SGD Op更新fuse之后的parameter和单独更新parameter存在diff
Created by: chenwhql
实验代码如下
- 对比的执行器:Executor和(ParallelExecutor + fuse_all_optimizer_ops = True)
import paddle.fluid as fluid
import numpy as np
import random
batch_size = 32
feed_dict = {
'image': np.random.random([batch_size, 784]).astype('float32'),
'label': np.random.random_integers(
low=0, high=9, size=[batch_size, 1]).astype('int64')
}
def simple_fc_net():
img = fluid.layers.data(name='image', shape=[784], dtype='float32')
label = fluid.layers.data(name='label', shape=[1], dtype='int64')
prediction = fluid.layers.fc(img, size=10, act='softmax')
loss = fluid.layers.cross_entropy(input=prediction, label=label)
loss = fluid.layers.mean(loss)
return loss
def build_program_and_scope():
startup_program = fluid.Program()
main_program = fluid.Program()
startup_program.random_seed = 1
main_program.random_seed = 1
scope = fluid.Scope()
with fluid.program_guard(main_program, startup_program):
with fluid.unique_name.guard():
loss = simple_fc_net()
adam = fluid.optimizer.SGD(learning_rate=1e-3)
adam.minimize(loss)
with fluid.scope_guard(scope):
exe = fluid.Executor(fluid.CPUPlace())
exe.run(startup_program)
return main_program, scope, exe, loss
# Program
prog1, scope1, exe, loss1 = build_program_and_scope()
# CompiledProgram
prog2, scope2, _, loss = build_program_and_scope()
build_strategy = fluid.BuildStrategy()
# if close this strategy, no diff
build_strategy.fuse_all_optimizer_ops = True
exec_strategy = fluid.ExecutionStrategy()

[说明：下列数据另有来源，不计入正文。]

//! Numerical optimization backends.
//!
//! - [`cma`]: covariance matrix adaptation evolution strategy
//! - [`minimize`]: local search (L-BFGS-B, Nelder-Mead, Powell, TNC)
//!
//! Both backends take an objective `Fn(&[f64]) -> Result<f64, E>`, an
//! [`Options`](curvefit_core::Options) map, and an observer that receives one
//! event per iteration and may stop the run early.

pub mod cma;
pub mod minimize;
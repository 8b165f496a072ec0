use std::{
    any::Any,
    marker::PhantomData,
    sync::{Arc, Mutex, PoisonError},
};

use curvefit_core::{
    Action, BuildOptimizer, Error, Iteration, OptimizeResult, Optimizer, OptimizerBase, Options,
    Value,
    options::{MAXFUN, MAXITER},
};
use curvefit_solvers::minimize::{self, Method};

const MAXFEV: &str = "maxfev";

/// Named accessors for local search options.
pub trait LocalOptions {
    /// Evaluation limit under the key Nelder-Mead and Powell read.
    fn maxfev(&self) -> Option<usize>;

    fn set_maxfev(&mut self, maxfev: usize) -> &mut Self;
}

impl LocalOptions for Options {
    fn maxfev(&self) -> Option<usize> {
        self.get(MAXFEV).and_then(Value::as_usize)
    }

    fn set_maxfev(&mut self, maxfev: usize) -> &mut Self {
        self.insert(MAXFEV, maxfev);
        self
    }
}

/// One local search method, as plugged into [`LocalSearchOptimizer`].
pub trait LocalMethod: Send + 'static {
    /// Registry identifier.
    const NAME: &'static str;

    const METHOD: Method;

    /// Option keys the method reads.
    const OPTIONS: &'static [&'static str] = Self::METHOD.option_keys();
}

/// Adapter shared by the local search methods.
///
/// Nelder-Mead and Powell take their evaluation limit as `maxfev`, so setup
/// moves `maxfun` there for those two methods.
pub struct LocalSearchOptimizer<M> {
    base: OptimizerBase,
    method: PhantomData<fn() -> M>,
}

impl<M: LocalMethod> LocalSearchOptimizer<M> {
    pub const NAME: &'static str = M::NAME;

    #[must_use]
    pub fn method(&self) -> Method {
        M::METHOD
    }
}

impl<M: LocalMethod> BuildOptimizer for LocalSearchOptimizer<M> {
    fn setup(mut base: OptimizerBase) -> Result<Self, Error> {
        if M::METHOD.budget_key() == MAXFEV && base.options().contains(MAXITER) {
            base.options_mut().rename(MAXFUN, MAXFEV);
        }
        Ok(Self {
            base,
            method: PhantomData,
        })
    }
}

impl<M: LocalMethod> Optimizer for LocalSearchOptimizer<M> {
    fn base(&self) -> &OptimizerBase {
        &self.base
    }

    fn base_mut(&mut self) -> &mut OptimizerBase {
        &mut self.base
    }

    fn optimize(&mut self) -> Result<OptimizeResult, Error> {
        let shared = Arc::new(Mutex::new(self.base.take_callback()));
        let relay = {
            let shared = Arc::clone(&shared);
            move |event: &minimize::Event<'_>| {
                let iteration = Iteration {
                    iteration: event.iteration,
                    evaluations: event.evaluations,
                    x: event.x,
                    fun: event.fun,
                };
                let mut callback = shared.lock().unwrap_or_else(PoisonError::into_inner);
                let action = callback.as_deref_mut()?.observe(&iteration);
                action.map(|Action::StopEarly| minimize::Action::StopEarly)
            }
        };

        let objective = self.base.objective();
        let run = minimize::minimize(
            |x: &[f64]| objective.call(x),
            self.base.x0(),
            self.base.bounds(),
            M::METHOD,
            self.base.options(),
            relay,
        );

        let callback = shared.lock().unwrap_or_else(PoisonError::into_inner).take();
        self.base.restore_callback(callback);

        let solution = run.map_err(Error::backend)?;
        Ok(OptimizeResult {
            x: solution.x,
            fun: solution.fun,
            nfev: solution.nfev,
            nit: solution.nit,
            success: Some(solution.success),
            status: Some(solution.status),
            message: Some(solution.message),
            jac: solution.jac,
            hess: solution.hess,
            njev: solution.njev,
            nhev: solution.nhev,
            maxcv: solution.maxcv,
            ..OptimizeResult::default()
        })
    }

    fn as_any(&self) -> &dyn Any {
        self
    }
}

/// Limited-memory BFGS with box bounds.
pub struct LBfgsB;

impl LocalMethod for LBfgsB {
    const NAME: &'static str = "Scipy-LBFGSB";
    const METHOD: Method = Method::LBfgsB;
}

/// Downhill simplex.
pub struct NelderMead;

impl LocalMethod for NelderMead {
    const NAME: &'static str = "Scipy-NelderMead";
    const METHOD: Method = Method::NelderMead;
}

/// Conjugate direction set.
pub struct Powell;

impl LocalMethod for Powell {
    const NAME: &'static str = "Scipy-Powell";
    const METHOD: Method = Method::Powell;
}

/// Truncated Newton.
pub struct Tnc;

impl LocalMethod for Tnc {
    const NAME: &'static str = "Scipy-TNC";
    const METHOD: Method = Method::Tnc;
}

pub type LbfgsbOptimizer = LocalSearchOptimizer<LBfgsB>;
pub type NelderMeadOptimizer = LocalSearchOptimizer<NelderMead>;
pub type PowellOptimizer = LocalSearchOptimizer<Powell>;
pub type TncOptimizer = LocalSearchOptimizer<Tnc>;
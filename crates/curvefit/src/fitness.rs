//! The objective every fit minimizes: the root-mean-square residual between
//! an equation's prediction and the target.
//!
//! [`evaluate`] parses the equation on every call. [`FitnessArgs`] parses it
//! once and is what the driver binds to the optimizer's objective. Both are
//! pure: equal inputs give bit-identical outputs, and nothing is mutated.

use crate::{Data, Equation, Error};

/// Root-mean-square of `predicted - target`.
#[must_use]
pub fn rms(predicted: &[f64], target: &[f64]) -> f64 {
    let squares: f64 = predicted
        .iter()
        .zip(target)
        .map(|(p, t)| (p - t) * (p - t))
        .sum();
    squares.sqrt() / (target.len() as f64).sqrt()
}

/// Fitness of parameter values `x` for `equation` against `target`.
///
/// # Errors
///
/// Returns an error if the equation does not parse, the data does not match
/// the target, or the equation cannot be evaluated at some row.
pub fn evaluate(
    x: &[f64],
    names: &[String],
    data: &Data,
    target: &[f64],
    equation: &str,
) -> Result<f64, Error> {
    check_data(data, target)?;
    let equation = Equation::parse(equation)?;
    let predicted = equation.predict(names, x, data, target.len())?;
    Ok(rms(&predicted, target))
}

/// Everything besides the parameter values that the objective needs.
#[derive(Debug, Clone)]
pub struct FitnessArgs {
    names: Vec<String>,
    data: Data,
    target: Vec<f64>,
    equation: Equation,
}

impl FitnessArgs {
    /// Binds parameter names, data, and target to a parsed equation.
    ///
    /// # Errors
    ///
    /// Returns [`Error::EmptyTarget`] or [`Error::DataLength`] if the data
    /// does not line up with the target.
    pub fn new(
        names: Vec<String>,
        data: Data,
        target: Vec<f64>,
        equation: Equation,
    ) -> Result<Self, Error> {
        check_data(&data, &target)?;
        Ok(Self {
            names,
            data,
            target,
            equation,
        })
    }

    #[must_use]
    pub fn names(&self) -> &[String] {
        &self.names
    }

    #[must_use]
    pub fn equation(&self) -> &Equation {
        &self.equation
    }
}

/// Fitness of parameter values `x` under `args`.
///
/// # Errors
///
/// Returns an error if the equation cannot be evaluated at some row.
pub fn fitness(x: &[f64], args: &FitnessArgs) -> Result<f64, Error> {
    let predicted = args
        .equation
        .predict(&args.names, x, &args.data, args.target.len())?;
    Ok(rms(&predicted, &args.target))
}

fn check_data(data: &Data, target: &[f64]) -> Result<(), Error> {
    if target.is_empty() {
        return Err(Error::EmptyTarget);
    }
    for (name, column) in data {
        if column.len() != target.len() && column.len() != 1 {
            return Err(Error::DataLength {
                name: name.clone(),
                got: column.len(),
                expected: target.len(),
            });
        }
    }
    Ok(())
}
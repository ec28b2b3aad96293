//! 服务入口
//!
//! 加载 .env、初始化日志、读取配置、启动 HTTP 服务。

use tracing::{error, info};
use tracing_subscriber::EnvFilter;

use flowcast_lib::{run_server, RelayConfig};

#[tokio::main]
async fn main() -> anyhow::Result<()> {
    dotenvy::dotenv().ok();

    tracing_subscriber::fmt()
        .with_env_filter(
            EnvFilter::try_from_default_env().unwrap_or_else(|_| EnvFilter::new("info")),
        )
        .init();

    let config = RelayConfig::from_env()?;

    // 启动时先验一次令牌。不合法也照常启动:
    // 健康检查和静态页不受影响，转发请求会逐个被拒绝
    if config.validate_token() {
        info!("[MAIN] 令牌校验通过，启动服务");
    } else {
        error!("[MAIN] 令牌未配置或仍是占位符，转发请求将全部被拒绝");
        error!("[MAIN] 请在 LANGFLOW_TOKEN 环境变量中设置应用令牌");
    }

    run_server(config).await
}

exec_strategy.num_threads = 1
compiled_prog = fluid.CompiledProgram(prog2).with_data_parallel(
loss_name=loss.name,
build_strategy=build_strategy,
exec_strategy=exec_strategy,
places=fluid.CPUPlace())
for i in range(4):
with fluid.scope_guard(scope1):
fetch_val1, = exe.run(prog1,
feed=feed_dict,
fetch_list=['fc_0.b_0'])
with fluid.scope_guard(scope2):
fetch_val2, = exe.run(compiled_prog,
feed=feed_dict,
fetch_list=['fc_0.b_0'])
if not np.array_equal(fetch_val1, fetch_val2):
print("Iter: %d" % i)
for i in range(len(fetch_val1)):
if(fetch_val1[i] != fetch_val2[i]):
print("index: %d, val1: %.12f, val2: %.12f" % (i, fetch_val1[i], fetch_val2[i]))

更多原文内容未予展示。